北原くんに恥ずかしいところを見られて、それだけで普段よりもずっと感じてしまっている。その上、この恥ずかしい姿勢で加えられる激しい抽送。
「ふあ……あぁっ、はぁぁぁっ……!」
意識が真っ白になる。
あたしは、あっけないほど簡単に達してしまった。
「その……早沢、まだ怒ってる?」
余韻に浸ってまだ朦朧としているあたしの頭を優しく撫でながら、北原くんが恐る恐る……といった感じで訊いてくる。
あたしはかすかに頭を動かして、涙目で北原くんを見上げた。
「北原くん……ずるい」
「え?」
「……こーゆーやり方って、ずるいと思う」
わざと拗ねたように言う。
あんなに気持ちよくさせられて、あんなに感じてしまって。それでも怒りを持続できる女の子なんているわけがない。
こんなことで許してしまうのもどうかと思うけれど、あたしも久しぶりの北原くんとのセックスを堪能して、すっかり満足しきってしまっていた。
だからもう、本気で怒ってはいない。
「……今日もそうだけど、この間のも、すごく恥ずかしかったんだよ」
「この間?」
「あ、あの……北原くんが見てる前で、自分で……」
「ああ、あの時の早沢は可愛かったなぁ」
北原くんはしみじみと言うと、遠い目をして微笑んだ。その時の記憶を反芻してるかのように。
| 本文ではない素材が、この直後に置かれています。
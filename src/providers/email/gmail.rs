//! Gmail API provider implementation.
//!
//! This module provides the [`MailProvider`] implementation over the Gmail
//! REST API, plus the [`TokenBroker`] implementation that turns a stored
//! OAuth refresh token into usable bearer credentials.
//!
//! # API Usage
//!
//! Gmail API v1:
//! - `users.messages.list` with a `q` query for the dated search window
//! - `users.messages.get` with `format=full` for header sets and thread ids
//! - `users.messages.send` with a base64url raw envelope for delivery
//! - `users.getProfile` for the authenticated user's own address
//!
//! # Authentication
//!
//! OAuth client credentials (client id/secret + refresh token) are stored in
//! the system keychain. [`GoogleTokenBroker`] exchanges the refresh token at
//! the Google token endpoint and reports the token's expiry so the caller
//! can cache it.

use async_trait::async_trait;
use base64::prelude::*;
use chrono::{Duration, Utc};
use serde::{Deserialize, Serialize};

use super::{MailProvider, ProviderError, Result};
use crate::domain::{
    AuthContext, BearerToken, EmailId, FetchedMessage, MessageHeaders, NormalizedEmail,
    RawMessage, ThreadId,
};
use crate::services::{AuthError, AuthResult, IssuedToken, TokenBroker};
use crate::storage::KeychainAccess;

const GMAIL_API_BASE: &str = "https://gmail.googleapis.com/gmail/v1/users/me";
const GOOGLE_TOKEN_URL: &str = "https://oauth2.googleapis.com/token";

/// Gmail API message list response.
#[derive(Debug, Deserialize)]
#[serde(rename_all = "camelCase")]
struct MessageListResponse {
    messages: Option<Vec<MessageRef>>,
    #[allow(dead_code)]
    next_page_token: Option<String>,
    #[allow(dead_code)]
    result_size_estimate: Option<u32>,
}

/// Gmail API message reference (id + thread id only).
#[derive(Debug, Deserialize)]
#[serde(rename_all = "camelCase")]
struct MessageRef {
    id: String,
    #[allow(dead_code)]
    thread_id: Option<String>,
}

/// Gmail API message as returned by `messages.get`.
#[derive(Debug, Deserialize)]
#[serde(rename_all = "camelCase")]
struct GmailMessage {
    id: String,
    thread_id: String,
    payload: Option<GmailPayload>,
}

/// Gmail message payload; only the headers matter here.
#[derive(Debug, Deserialize)]
struct GmailPayload {
    headers: Option<Vec<GmailHeader>>,
}

/// Gmail message header.
#[derive(Debug, Deserialize)]
struct GmailHeader {
    name: String,
    value: String,
}

/// Gmail send request body.
#[derive(Debug, Serialize)]
#[serde(rename_all = "camelCase")]
struct SendRequest<'a> {
    raw: String,
    #[serde(skip_serializing_if = "Option::is_none")]
    thread_id: Option<&'a str>,
}

/// Gmail send response.
#[derive(Debug, Deserialize)]
struct SendResponse {
    id: String,
}

/// OAuth token endpoint response.
#[derive(Debug, Deserialize)]
struct TokenResponse {
    access_token: String,
    expires_in: u64,
    #[allow(dead_code)]
    token_type: String,
}

/// Gmail profile response.
#[derive(Debug, Deserialize)]
#[serde(rename_all = "camelCase")]
struct ProfileResponse {
    email_address: String,
}

/// OAuth client credentials stored in the keychain.
#[derive(Debug, Clone, Serialize, Deserialize)]
pub struct GoogleCredentials {
    /// OAuth refresh token.
    pub refresh_token: String,
    /// OAuth client ID.
    pub client_id: String,
    /// OAuth client secret.
    pub client_secret: String,
}

/// Gmail API provider.
///
/// Stateless apart from the shared HTTP client; every call takes the
/// resolved [`AuthContext`] as a capability.
pub struct GmailProvider {
    /// HTTP client for API requests.
    client: reqwest::Client,
}

impl GmailProvider {
    /// Creates a new Gmail provider.
    pub fn new() -> Self {
        Self {
            client: reqwest::Client::new(),
        }
    }

    /// Makes an authenticated GET request to the Gmail API.
    async fn get<T: for<'de> Deserialize<'de>>(
        &self,
        ctx: &AuthContext,
        url: &str,
        query: &[(&str, &str)],
    ) -> Result<T> {
        let response = self
            .client
            .get(url)
            .bearer_auth(ctx.token().as_str())
            .query(query)
            .send()
            .await
            .map_err(|e| ProviderError::Connection(e.to_string()))?;

        Self::handle_response(response).await
    }

    /// Handles API response, checking for errors.
    async fn handle_response<T: for<'de> Deserialize<'de>>(
        response: reqwest::Response,
    ) -> Result<T> {
        if !response.status().is_success() {
            return Err(Self::handle_error(response).await);
        }

        response
            .json()
            .await
            .map_err(|e| ProviderError::Internal(format!("parse response: {}", e)))
    }

    /// Handles API error responses.
    async fn handle_error(response: reqwest::Response) -> ProviderError {
        let status = response.status();
        let body = response.text().await.unwrap_or_default();

        match status.as_u16() {
            401 => ProviderError::Authentication(format!("unauthorized: {}", body)),
            404 => ProviderError::NotFound(body),
            _ => ProviderError::Internal(format!("API error ({}): {}", status, body)),
        }
    }

    /// Converts a fetched Gmail message into the domain shape.
    fn to_fetched(message: GmailMessage) -> FetchedMessage {
        let headers = message
            .payload
            .and_then(|p| p.headers)
            .map(|headers| MessageHeaders::from_pairs(headers.into_iter().map(|h| (h.name, h.value))))
            .unwrap_or_default();

        FetchedMessage {
            id: EmailId(message.id),
            thread_id: ThreadId(message.thread_id),
            headers,
        }
    }
}

impl Default for GmailProvider {
    fn default() -> Self {
        Self::new()
    }
}

#[async_trait]
impl MailProvider for GmailProvider {
    async fn search(
        &self,
        ctx: &AuthContext,
        query: &str,
        max_results: u32,
    ) -> Result<Vec<EmailId>> {
        let url = format!("{}/messages", GMAIL_API_BASE);
        let max = max_results.to_string();
        let response: MessageListResponse =
            self.get(ctx, &url, &[("q", query), ("maxResults", &max)]).await?;

        let ids: Vec<EmailId> = response
            .messages
            .unwrap_or_default()
            .into_iter()
            .map(|m| EmailId(m.id))
            .collect();

        tracing::debug!(query, count = ids.len(), "Gmail search completed");
        Ok(ids)
    }

    async fn fetch_message(&self, ctx: &AuthContext, id: &EmailId) -> Result<FetchedMessage> {
        let url = format!("{}/messages/{}", GMAIL_API_BASE, id);
        let message: GmailMessage = self.get(ctx, &url, &[("format", "full")]).await?;
        Ok(Self::to_fetched(message))
    }

    async fn send<'a>(
        &self,
        ctx: &AuthContext,
        raw: &RawMessage,
        thread_id: Option<&'a ThreadId>,
    ) -> Result<EmailId> {
        let url = format!("{}/messages/send", GMAIL_API_BASE);
        let body = SendRequest {
            raw: BASE64_URL_SAFE_NO_PAD.encode(raw.as_str()),
            thread_id: thread_id.map(|t| t.0.as_str()),
        };

        let response = self
            .client
            .post(&url)
            .bearer_auth(ctx.token().as_str())
            .json(&body)
            .send()
            .await
            .map_err(|e| ProviderError::Connection(e.to_string()))?;

        if !response.status().is_success() {
            let status = response.status().as_u16();
            let body = response.text().await.unwrap_or_default();
            return Err(ProviderError::Send { status, body });
        }

        let sent: SendResponse = response
            .json()
            .await
            .map_err(|e| ProviderError::Internal(format!("parse send response: {}", e)))?;

        tracing::info!(message_id = %sent.id, "Email sent via Gmail API");
        Ok(EmailId(sent.id))
    }
}

/// Token broker backed by Google's OAuth token endpoint.
///
/// Loads the stored client credentials from the keychain, exchanges the
/// refresh token for an access token, and resolves the user's own address
/// from the Gmail profile endpoint.
pub struct GoogleTokenBroker {
    client: reqwest::Client,
    keychain: KeychainAccess,
    account: String,
}

impl GoogleTokenBroker {
    /// Creates a broker for the given account label.
    pub fn new(keychain: KeychainAccess, account: impl Into<String>) -> Self {
        Self {
            client: reqwest::Client::new(),
            keychain,
            account: account.into(),
        }
    }

    /// Saves client credentials to the keychain for later refreshes.
    pub async fn save_credentials(&self, credentials: &GoogleCredentials) -> AuthResult<()> {
        let key = KeychainAccess::oauth_credentials_key(&self.account);
        let json = serde_json::to_string(credentials)
            .map_err(|e| AuthError::TokenUnavailable(format!("serialize credentials: {}", e)))?;
        self.keychain
            .store(&key, &json)
            .await
            .map_err(|e| AuthError::TokenUnavailable(format!("keychain error: {}", e)))
    }

    /// Loads the stored client credentials from the keychain.
    async fn load_credentials(&self) -> AuthResult<GoogleCredentials> {
        let key = KeychainAccess::oauth_credentials_key(&self.account);
        let json = self
            .keychain
            .retrieve(&key)
            .await
            .map_err(|e| AuthError::TokenUnavailable(format!("keychain error: {}", e)))?
            .ok_or_else(|| {
                AuthError::TokenUnavailable(format!(
                    "no stored credentials for account {}",
                    self.account
                ))
            })?;

        serde_json::from_str(&json)
            .map_err(|e| AuthError::TokenUnavailable(format!("invalid stored credentials: {}", e)))
    }
}

#[async_trait]
impl TokenBroker for GoogleTokenBroker {
    async fn fetch_token(&self) -> AuthResult<IssuedToken> {
        let credentials = self.load_credentials().await?;

        let params = [
            ("client_id", credentials.client_id.as_str()),
            ("client_secret", credentials.client_secret.as_str()),
            ("refresh_token", credentials.refresh_token.as_str()),
            ("grant_type", "refresh_token"),
        ];

        let response = self
            .client
            .post(GOOGLE_TOKEN_URL)
            .form(&params)
            .send()
            .await
            .map_err(|e| AuthError::TokenUnavailable(e.to_string()))?;

        if !response.status().is_success() {
            let status = response.status();
            let body = response.text().await.unwrap_or_default();
            return Err(AuthError::TokenUnavailable(format!(
                "token refresh failed ({}): {}",
                status, body
            )));
        }

        let token: TokenResponse = response
            .json()
            .await
            .map_err(|e| AuthError::TokenUnavailable(format!("parse token response: {}", e)))?;

        Ok(IssuedToken {
            token: BearerToken::new(token.access_token),
            expires_at: Utc::now() + Duration::seconds(token.expires_in as i64),
        })
    }

    async fn fetch_user_email(&self, token: &BearerToken) -> AuthResult<NormalizedEmail> {
        let url = format!("{}/profile", GMAIL_API_BASE);
        let response = self
            .client
            .get(&url)
            .bearer_auth(token.as_str())
            .send()
            .await
            .map_err(|e| AuthError::ProfileLookup(e.to_string()))?;

        if !response.status().is_success() {
            let status = response.status();
            let body = response.text().await.unwrap_or_default();
            return Err(AuthError::ProfileLookup(format!(
                "profile request failed ({}): {}",
                status, body
            )));
        }

        let profile: ProfileResponse = response
            .json()
            .await
            .map_err(|e| AuthError::ProfileLookup(format!("parse profile response: {}", e)))?;

        Ok(NormalizedEmail::new(profile.email_address))
    }
}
「そして今日はこれ。あたしばっかりこんな恥ずかしい目に遭うなんて、不公平じゃない? そりゃあ、あたしは北原くんのものだけど、なんでも言うこときくって言ったけど。……でも、やっぱり不公平」
「あ……えっと、じゃあ、こうしよう。明日は、俺が早沢の言うことを何でも聞くから」
「……なんでも?」
「なんでも」
「ほんとに?」
「ああ、男に二言はない」
そろそろ、仲直りの頃合いかもしれない。なにか、彼の負担にならないちょっとしたおねだりをして、それで笑って許してあげればいいかな……なんて。
そんなことを考えて、ふと思い付いた。
「北原くんってさ、あたしの……恥ずかしいところを見て、楽しいの?」
「すっげー楽しい!」
北原くんが力強くうなずく。
「早沢の恥ずかしがっているところって、すっごく可愛いし」
「ふぅん、じゃあ……」
あたしは意地の悪い笑みを浮かべた。
「あたしも、北原くんの恥ずかしいところを……見たいな……なんて」
瞬間、北原くんの表情がかすかに強張る。
「お……俺にも、早沢の前で自分でしてみろ、と?」
「……ううん」
あたしは首を左右に振ると、ベッドの傍の本棚に手を伸ばして、書店のブックカバーがかかっている文庫を数冊抜き出した。最近、学校の休み時間などによく読んでいるものだ。
北原くんの目の前で、カバーを外した。
「あたし最近、こんな小説が気に入ってるんだけど?」
「そ、そ、それわぁぁっっ!」
北原くんが固まった。
それは、クリ○タル文庫やルビ○文庫や花○文庫などの、ややハードめのボーイズラブ小説だった。わざと、ラブシーンの挿絵があるページを開いて見せる。
「あたしと翠のあんなところを見たんだもの、これでおあいこだよね?」
「ま、ま、ま、まさか早沢、お、お、俺に……」
「佐倉くん×北原くん、なんて見てみたいなぁ。あ、もちろん北原くんが『受』ね」
「ちょ、ちょっと待て、それは……」
「男に二言はない、って言ったよね?」
「――っ!」
「言ったよね?」
この世の終わりのような顔をしている北原くんを見て、あたしはくすくすと笑った。